Rennes, 3 septembre 1899.

Ne regrettez rien, vous qui êtes venus, qui savourez le morne ennui des « transplantés », loin des sites ou des meubles familiers, de la besogne journalière, et des êtres chéris. Même hors le but d’équité qui nous rassemble, regardez autour de vous — et comprenez la beauté, la force de l’action passive, de l’influence qui se dégage du principe sans que la volonté même y soit pour quelque chose.

Sentez la vieille ville bretonne, d’abord hostile — je ne parle pas, bien entendu, de la bande de jeunes sacripants qu’on nous lancera peut-être bientôt dessus, mais de la population honnête, sensée, dont l’autre est la honte et la terreur ; — sentez la détente qui se produit dans les esprits, qui bientôt gagnera les cœurs. Les regards se sont adoucis ; les faces austères se dérident sous une ombre de sourire ; des mains commencent de se poser dans nos mains tendues...
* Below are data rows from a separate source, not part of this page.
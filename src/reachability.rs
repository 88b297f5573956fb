//! Reachability pass (spec component C8): mark-and-sweep over top-level
//! declarations, starting from every `is_root` decl and following the
//! parser-supplied symbol-reference chains embedded in function bodies.
//! Grounded on `sema_mark_children`/`sema_remove_unused` in `sema.c`; C7
//! (top-level lowering) consults the resulting `is_used` flags to decide
//! which bodies to skip.

use std::collections::VecDeque;

use crate::types::ast::{AstStore, DeclAttrs, ExprKind, StmtData, StmtH, StmtKind};

fn decl_attrs(stmt: &StmtData) -> Option<DeclAttrs> {
  match &stmt.op {
    StmtKind::Decl(d) | StmtKind::GlobalDecl(d) => Some(d.attrs),
    StmtKind::FuncDecl { decl, .. } => Some(decl.attrs),
    _ => None,
  }
}

fn decl_attrs_mut(stmt: &mut StmtData) -> Option<&mut DeclAttrs> {
  match &mut stmt.op {
    StmtKind::Decl(d) | StmtKind::GlobalDecl(d) => Some(&mut d.attrs),
    StmtKind::FuncDecl { decl, .. } => Some(&mut decl.attrs),
    _ => None,
  }
}

/// Mark `target` used if it isn't already, enqueuing it for a body walk if
/// it's a function (`sema_mark_children`).
fn mark(ast: &mut AstStore, queue: &mut VecDeque<StmtH>, target: StmtH) {
  let Some(attrs) = decl_attrs(ast.stmt(target)) else { return };
  if attrs.contains(DeclAttrs::USED) { return; }
  decl_attrs_mut(ast.stmt_mut(target)).expect("just checked Some above").insert(DeclAttrs::USED);
  if matches!(ast.stmt(target).op, StmtKind::FuncDecl { .. }) {
    queue.push_back(target);
  }
}

/// Walk one function's symbol-reference chain, marking every referenced
/// declaration and enqueuing any referenced function for its own walk.
fn mark_body_references(ast: &mut AstStore, queue: &mut VecDeque<StmtH>, func: StmtH) {
  let body = match &ast.stmt(func).op {
    StmtKind::FuncDecl { body, .. } => *body,
    _ => unreachable!("mark only enqueues FuncDecl statements"),
  };
  let mut sym = match &ast.stmt(body).op {
    StmtKind::Compound { first_symbol, .. } => *first_symbol,
    _ => None,
  };
  while let Some(e) = sym {
    let (target, next) = match &ast.expr(e).op {
      ExprKind::Symbol { stmt, next_symbol_in_chain } => (*stmt, *next_symbol_in_chain),
      // The chain is parser-built and only ever links symbol references.
      _ => break,
    };
    mark(ast, queue, target);
    sym = next;
  }
}

/// Run the reachability pass over every top-level statement (spec §4.6).
/// After this call, C7 may skip the body of any declaration whose
/// `is_used` attribute is still unset.
pub fn mark_reachable(ast: &mut AstStore) {
  let top_level: Vec<StmtH> = ast.top_level_stmts().to_vec();
  let mut queue: VecDeque<StmtH> = VecDeque::new();

  for s in top_level {
    let is_root = decl_attrs(ast.stmt(s)).is_some_and(|a| a.contains(DeclAttrs::ROOT));
    if !is_root { continue; }
    decl_attrs_mut(ast.stmt_mut(s)).expect("is_root implies a Decl/GlobalDecl/FuncDecl").insert(DeclAttrs::USED);
    if matches!(ast.stmt(s).op, StmtKind::FuncDecl { .. }) {
      queue.push_back(s);
    }
  }

  while let Some(func) = queue.pop_front() {
    mark_body_references(ast, &mut queue, func);
  }
}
Qu’avons-nous fait pour cela ? Rien.

On a vu seulement que nous étions de braves gens ; que nous ne voulions de mal à personne ; que nous prêchions le calme ; que nous payions notre dû sans marchander. Les cochers, les commissionnaires, tout ce qui, déambulant, devient facteurs de nouvelles, ont pu voir, entendre, et redire que nous n’avions rien d’inhumain.

En ville, nous n’avons été ni arrogants, ni provocateurs.

Cela a surpris. Où donc étaient les « monstres » annoncés : les filous, les matamores, les escarpes du Syndicat ?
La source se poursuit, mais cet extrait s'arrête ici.